Cette affirmation de citoyenneté, qui ne cache rien de la réalité elle-même — la gratuité des bus — mais la place dans sa perspective politique, va se décliner d’année en année. Le 15 mai 2009, pour l’inauguration de la gratuité, des affiches largement diffusées proclament les quatre articles de la nouvelle façon de vivre ensemble : « Article 1 — tous les citoyens sont égaux devant le bus ; article 2 — chaque citoyen respecte l’environnement en prenant les bus de l’agglo ; article 3 — le droit à la convivialité est garanti pour tous les voyageurs des bus de l’agglo ; article 4 — nul ne peut ignorer que la voie de Valdonne et le tramway compléteront demain une offre de transports publics gratuits. (…) »
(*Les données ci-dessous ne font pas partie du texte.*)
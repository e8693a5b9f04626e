use std::fmt;
use std::rc::Rc;

use log::{error, warn};
use serde::{Deserialize, Deserializer};
use serde_json::Value;

use crate::detector::{DeviceClass, Detector};

/// Global configuration, merged over defaults.
#[derive(Debug, Clone, Deserialize)]
#[serde(default, rename_all = "camelCase")]
pub struct Options {
    /// Pixels added to every trigger position.
    pub offset: i32,
    /// Milliseconds, exposed to stylesheet.
    pub delay: u32,
    pub easing: Easing,
    /// Milliseconds, exposed to stylesheet.
    pub duration: u32,
    pub disable: Disable,
    /// Elements are revealed only once, never hidden again.
    pub once: bool,
    /// Event which starts the engine: `DOMContentLoaded`, `load` or any custom name.
    pub start_event: String,
    /// Minimal interval between scroll handlings, milliseconds.
    pub throttle_delay: u64,
    /// Quiescence interval for resize handling, milliseconds.
    pub debounce_delay: u64,
    pub disable_mutation_observer: bool,
}

impl Default for Options {
    fn default() -> Self {
        Self {
            offset: 120,
            delay: 0,
            easing: Easing::Ease,
            duration: 400,
            disable: Disable::Never,
            once: false,
            start_event: Options::DOM_CONTENT_LOADED.to_string(),
            throttle_delay: 99,
            debounce_delay: 50,
            disable_mutation_observer: false,
        }
    }
}

impl Options {
    pub const DOM_CONTENT_LOADED: &'static str = "DOMContentLoaded";
    pub const LOAD: &'static str = "load";

    /// Reads options from JSON-like settings object key by key, unknown keys are ignored
    /// and invalid values keep their defaults.
    ///
    /// Strict deserialization is available through `serde` directly.
    pub fn from_json(settings: &Value) -> Self {
        let mut options = Options::default();
        let settings = match settings.as_object() {
            Some(settings) => settings,
            None => {
                error!("unable to read options, object expected, defaults used");
                return options;
            }
        };
        for (key, value) in settings {
            let result = match key.as_str() {
                "offset" => read(value).map(|offset| options.offset = offset),
                "delay" => read(value).map(|delay| options.delay = delay),
                "easing" => read(value).map(|easing| options.easing = easing),
                "duration" => read(value).map(|duration| options.duration = duration),
                "disable" => read(value).map(|disable| options.disable = disable),
                "once" => read(value).map(|once| options.once = once),
                "startEvent" => read(value).map(|event| options.start_event = event),
                "throttleDelay" => read(value).map(|delay| options.throttle_delay = delay),
                "debounceDelay" => read(value).map(|delay| options.debounce_delay = delay),
                "disableMutationObserver" => {
                    read(value).map(|disable| options.disable_mutation_observer = disable)
                }
                _ => Ok(()),
            };
            if let Err(error) = result {
                warn!("unable to read option {key}={value}, {error}, default kept");
            }
        }
        options
    }

    pub fn offset(mut self, offset: i32) -> Self {
        self.offset = offset;
        self
    }

    pub fn delay(mut self, delay: u32) -> Self {
        self.delay = delay;
        self
    }

    pub fn easing(mut self, easing: Easing) -> Self {
        self.easing = easing;
        self
    }

    pub fn duration(mut self, duration: u32) -> Self {
        self.duration = duration;
        self
    }

    pub fn disable(mut self, disable: Disable) -> Self {
        self.disable = disable;
        self
    }

    pub fn disable_when(mut self, predicate: impl Fn() -> bool + 'static) -> Self {
        self.disable = Disable::Predicate(Rc::new(predicate));
        self
    }

    pub fn once(mut self, once: bool) -> Self {
        self.once = once;
        self
    }

    pub fn start_event(mut self, start_event: &str) -> Self {
        self.start_event = start_event.to_string();
        self
    }

    pub fn throttle_delay(mut self, throttle_delay: u64) -> Self {
        self.throttle_delay = throttle_delay;
        self
    }

    pub fn debounce_delay(mut self, debounce_delay: u64) -> Self {
        self.debounce_delay = debounce_delay;
        self
    }

    pub fn disable_mutation_observer(mut self, disable: bool) -> Self {
        self.disable_mutation_observer = disable;
        self
    }
}

fn read<'de, T: Deserialize<'de>>(value: &'de Value) -> Result<T, serde_json::Error> {
    T::deserialize(value)
}

/// Condition under which animations are turned off entirely.
#[derive(Clone, Default)]
pub enum Disable {
    #[default]
    Never,
    Always,
    Device(DeviceClass),
    Predicate(Rc<dyn Fn() -> bool>),
}

impl Disable {
    pub fn resolve(&self, detector: &Detector) -> bool {
        match self {
            Disable::Never => false,
            Disable::Always => true,
            Disable::Device(class) => detector.is(*class),
            Disable::Predicate(predicate) => predicate(),
        }
    }
}

impl fmt::Debug for Disable {
    fn fmt(&self, f: &mut fmt::Formatter<'_>) -> fmt::Result {
        match self {
            Disable::Never => write!(f, "Never"),
            Disable::Always => write!(f, "Always"),
            Disable::Device(class) => write!(f, "Device({class:?})"),
            Disable::Predicate(_) => write!(f, "Predicate(..)"),
        }
    }
}

impl<'de> Deserialize<'de> for Disable {
    fn deserialize<D>(deserializer: D) -> Result<Self, D::Error>
    where
        D: Deserializer<'de>,
    {
        #[derive(Deserialize)]
        #[serde(untagged)]
        enum Raw {
            Flag(bool),
            Device(DeviceClass),
        }

        let disable = match Raw::deserialize(deserializer)? {
            Raw::Flag(true) => Disable::Always,
            Raw::Flag(false) => Disable::Never,
            Raw::Device(class) => Disable::Device(class),
        };
        Ok(disable)
    }
}

/// Timing functions known to the stylesheet.
#[derive(Debug, Clone, Copy, PartialEq, Eq, Hash, Default, Deserialize)]
#[serde(from = "String")]
pub enum Easing {
    Linear,
    #[default]
    Ease,
    EaseIn,
    EaseOut,
    EaseInOut,
    EaseInBack,
    EaseOutBack,
    EaseInOutBack,
    EaseInSine,
    EaseOutSine,
    EaseInOutSine,
    EaseInQuad,
    EaseOutQuad,
    EaseInOutQuad,
    EaseInCubic,
    EaseOutCubic,
    EaseInOutCubic,
    EaseInQuart,
    EaseOutQuart,
    EaseInOutQuart,
}

const EASINGS: [(Easing, &str); 20] = [
    (Easing::Linear, "linear"),
    (Easing::Ease, "ease"),
    (Easing::EaseIn, "ease-in"),
    (Easing::EaseOut, "ease-out"),
    (Easing::EaseInOut, "ease-in-out"),
    (Easing::EaseInBack, "ease-in-back"),
    (Easing::EaseOutBack, "ease-out-back"),
    (Easing::EaseInOutBack, "ease-in-out-back"),
    (Easing::EaseInSine, "ease-in-sine"),
    (Easing::EaseOutSine, "ease-out-sine"),
    (Easing::EaseInOutSine, "ease-in-out-sine"),
    (Easing::EaseInQuad, "ease-in-quad"),
    (Easing::EaseOutQuad, "ease-out-quad"),
    (Easing::EaseInOutQuad, "ease-in-out-quad"),
    (Easing::EaseInCubic, "ease-in-cubic"),
    (Easing::EaseOutCubic, "ease-out-cubic"),
    (Easing::EaseInOutCubic, "ease-in-out-cubic"),
    (Easing::EaseInQuart, "ease-in-quart"),
    (Easing::EaseOutQuart, "ease-out-quart"),
    (Easing::EaseInOutQuart, "ease-in-out-quart"),
];

impl Easing {
    pub fn parse(keyword: &str) -> Option<Self> {
        let keyword = keyword.trim();
        EASINGS
            .iter()
            .find(|(_, name)| *name == keyword)
            .map(|(easing, _)| *easing)
    }

    pub fn as_str(&self) -> &'static str {
        EASINGS
            .iter()
            .find(|(easing, _)| easing == self)
            .map(|(_, name)| *name)
            .unwrap_or("ease")
    }
}

impl From<String> for Easing {
    fn from(keyword: String) -> Self {
        Easing::parse(&keyword).unwrap_or_else(|| {
            warn!("easing {keyword} not supported, ease used");
            Easing::Ease
        })
    }
}

impl fmt::Display for Easing {
    fn fmt(&self, f: &mut fmt::Formatter<'_>) -> fmt::Result {
        f.write_str(self.as_str())
    }
}
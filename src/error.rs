use taffy::TaffyError;

use crate::selector;

#[derive(Debug)]
pub enum PageError {
    Layout(TaffyError),
    Selector(selector::SelectorError),
    BodyNotFound,
    ElementNotFound,
    ContextNotFound,
}

impl From<TaffyError> for PageError {
    fn from(error: TaffyError) -> Self {
        PageError::Layout(error)
    }
}

impl From<selector::SelectorError> for PageError {
    fn from(error: selector::SelectorError) -> Self {
        PageError::Selector(error)
    }
}
use log::warn;

use crate::document::Document;
use crate::elements::{AnimatedElement, Position};
use crate::options::Options;

/// Computes trigger positions of elements from current document geometry.
///
/// ```text
/// enter = top - viewport + height * element ratio + viewport * viewport ratio + offset
/// leave = enter - mirror offset
/// ```
///
/// When element declares an anchor, geometry of the first element matching the anchor
/// selector is used instead. Elements without layout produce whatever the formula
/// gives, it is not an error.
pub fn prepare(
    elements: &[AnimatedElement],
    options: &Options,
    document: &impl Document,
) -> Vec<AnimatedElement> {
    let viewport = document.viewport_height();
    elements
        .iter()
        .map(|element| {
            let target = match element.options.anchor.as_ref() {
                None => element.node,
                Some(anchor) => document.query(anchor).unwrap_or_else(|| {
                    warn!("anchor {anchor} not found, element {:?}", element.node);
                    element.node
                }),
            };
            let top = document.offset_top(target);
            let height = document.offset_height(target);
            let placement = element.options.anchor_placement;
            let offset = element.options.offset.unwrap_or(options.offset);
            let enter = top - viewport
                + height * placement.element_ratio()
                + viewport * placement.viewport_ratio()
                + offset as f32;
            let enter = enter.round() as i32;
            let mut element = element.clone();
            element.position = Position {
                enter,
                leave: enter - element.options.mirror_offset,
            };
            element
        })
        .collect()
}

#[cfg(test)]
mod tests {
    use super::*;
    use crate::elements::collect;
    use crate::Page;

    #[test]
    pub fn test_default_placement_and_offset() {
        let positions = positions(
            r#"<div style="height: 1000px"></div><div data-aos style="height: 50px"></div>"#,
            Options::default(),
        );
        assert_eq!(positions, [enter(1000 - 800 + 120)]);
    }

    #[test]
    pub fn test_offset_override_with_bottom_bottom_placement() {
        let positions = positions(
            r#"<div style="height: 1000px"></div>
               <div data-aos data-aos-offset="200" data-aos-anchor-placement="bottom-bottom"
                    style="height: 50px"></div>"#,
            Options::default(),
        );
        assert_eq!(positions, [enter(450)]);
    }

    #[test]
    pub fn test_all_placements() {
        let cases = [
            ("top-bottom", 200),
            ("center-bottom", 250),
            ("bottom-bottom", 300),
            ("top-center", 600),
            ("center-center", 650),
            ("bottom-center", 700),
            ("top-top", 1000),
            ("center-top", 1050),
            ("bottom-top", 1100),
        ];
        for (placement, expected) in cases {
            let html = format!(
                r#"<div style="height: 1000px"></div>
                   <div data-aos data-aos-anchor-placement="{placement}" style="height: 100px"></div>"#
            );
            let positions = positions(&html, Options::default().offset(0));
            assert_eq!(positions, [enter(expected)], "{placement}");
        }
    }

    #[test]
    pub fn test_anchor_geometry() {
        let positions = positions(
            r##"<div id="hero" style="height: 300px"></div>
               <div style="height: 2000px"></div>
               <div data-aos data-aos-anchor="#hero" data-aos-offset="0" style="height: 10px"></div>
               <div data-aos data-aos-anchor="#missing" data-aos-offset="0" style="height: 10px"></div>"##,
            Options::default(),
        );
        assert_eq!(positions, [enter(-800), enter(2300 - 800)]);
    }

    #[test]
    pub fn test_mirror_offset() {
        let positions = positions(
            r#"<div style="height: 1000px"></div>
               <div data-aos data-aos-mirror-offset="100" style="height: 50px"></div>"#,
            Options::default().offset(0),
        );
        assert_eq!(
            positions,
            [Position {
                enter: 200,
                leave: 100
            }]
        );
    }

    #[test]
    pub fn test_hidden_element_is_degenerate_not_error() {
        let positions = positions(
            r#"<div data-aos style="display: none"></div>"#,
            Options::default().offset(0),
        );
        assert_eq!(positions, [enter(-800)]);
    }

    #[test]
    pub fn test_prepare_keeps_animated_state() {
        let page = page(r#"<div data-aos style="height: 10px"></div>"#);
        let mut elements = collect(&page);
        elements[0].animated = true;
        let prepared = prepare(&elements, &Options::default(), &page);
        assert!(prepared[0].animated);
    }

    fn enter(enter: i32) -> Position {
        Position {
            enter,
            leave: enter,
        }
    }

    fn positions(html: &str, options: Options) -> Vec<Position> {
        let page = page(html);
        let elements = collect(&page);
        prepare(&elements, &options, &page)
            .into_iter()
            .map(|element| element.position)
            .collect()
    }

    fn page(html: &str) -> Page {
        Page::compile(html, [1000.0, 800.0]).expect("page compiled")
    }
}
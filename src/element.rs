use std::collections::HashMap;

use taffy::NodeId;

use crate::selector::Subject;

/// Page node context stored in layout tree, contains markup data and resolved geometry.
#[derive(Debug, Clone)]
pub struct Element {
    pub node: NodeId,
    pub tag: String,
    pub text: Option<String>,
    pub attrs: HashMap<String, String>,
    /// Absolute position of border box from document top left corner.
    pub position: [f32; 2],
    pub size: [f32; 2],
}

impl Element {
    pub fn new(node: NodeId, tag: &str) -> Self {
        Self {
            node,
            tag: tag.to_string(),
            text: None,
            attrs: HashMap::new(),
            position: [0.0, 0.0],
            size: [0.0, 0.0],
        }
    }

    pub fn text(node: NodeId, text: &str) -> Self {
        let mut element = Self::new(node, "");
        element.text = Some(text.to_string());
        element
    }

    #[inline(always)]
    pub fn is_text(&self) -> bool {
        self.text.is_some()
    }

    pub fn has_class(&self, class: &str) -> bool {
        self.attrs
            .get("class")
            .map(|classes| classes.split_whitespace().any(|name| name == class))
            .unwrap_or(false)
    }

    /// Returns true if class list changed.
    pub fn add_class(&mut self, class: &str) -> bool {
        if self.has_class(class) {
            return false;
        }
        let classes = self.attrs.entry("class".to_string()).or_default();
        if !classes.trim().is_empty() {
            classes.push(' ');
        }
        classes.push_str(class);
        true
    }

    /// Returns true if class list changed, drops the attribute when no classes left.
    pub fn remove_class(&mut self, class: &str) -> bool {
        if !self.has_class(class) {
            return false;
        }
        let remaining: Vec<String> = self
            .attrs
            .get("class")
            .map(|classes| {
                classes
                    .split_whitespace()
                    .filter(|name| *name != class)
                    .map(str::to_string)
                    .collect()
            })
            .unwrap_or_default();
        if remaining.is_empty() {
            self.attrs.remove("class");
        } else {
            self.attrs.insert("class".to_string(), remaining.join(" "));
        }
        true
    }

    pub fn toggle_class(&mut self, class: &str) -> bool {
        if self.has_class(class) {
            self.remove_class(class);
            false
        } else {
            self.add_class(class);
            true
        }
    }
}

impl Subject for Element {
    fn tag(&self) -> &str {
        &self.tag
    }

    fn attr(&self, name: &str) -> Option<&str> {
        self.attrs.get(name).map(String::as_str)
    }
}

#[cfg(test)]
mod tests {
    use super::*;

    #[test]
    pub fn test_add_class_once() {
        let mut element = element("aos-init");
        assert!(element.add_class("aos-animate"));
        assert!(!element.add_class("aos-animate"));
        assert_eq!(element.attrs["class"], "aos-init aos-animate");
    }

    #[test]
    pub fn test_remove_last_class_drops_attribute() {
        let mut element = element("active");
        assert!(element.remove_class("active"));
        assert!(!element.attrs.contains_key("class"));
        assert!(!element.remove_class("active"));
    }

    #[test]
    pub fn test_toggle_class() {
        let mut element = element("");
        assert!(element.toggle_class("active"));
        assert!(element.has_class("active"));
        assert!(!element.toggle_class("active"));
        assert!(!element.has_class("active"));
    }

    fn element(classes: &str) -> Element {
        let mut element = Element::new(NodeId::from(1u64), "div");
        if !classes.is_empty() {
            element.attrs.insert("class".to_string(), classes.to_string());
        }
        element
    }
}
Cette insistance républicaine rompt avec une certaine dépolitisation de la parole publique. Souvent, les élus sont tentés de présenter leur bilan ou leur projet sous la forme d’un catalogue de « réalisations ». (…) C’est visible. C’est quantifiable. Promesses tenues ! En communiquant par priorité sur ces réalisations matérielles, les élus « vendent » non leur engagement politique, qui on l’espère n’est pas à vendre, mais leur capacité gestionnaire. L’action politique est alors configurée de telle sorte que l’élu se présente comme un fournisseur de mesures politiques et que l’électeur se vit comme son client. Si le client n’est pas content, il change de boutique. Consommateur de mesures politiques ou citoyen actif de la vie publique ? En signant les bus gratuits de la devise « liberté, égalité, gratuité », l’autorité publique ne « vend » pas un avantage fourni à la clientèle, mais elle invite le citoyen à produire par lui-même davantage de république, à se saisir de la mesure politique pour construire par lui-même un espace public à son image et à sa convenance.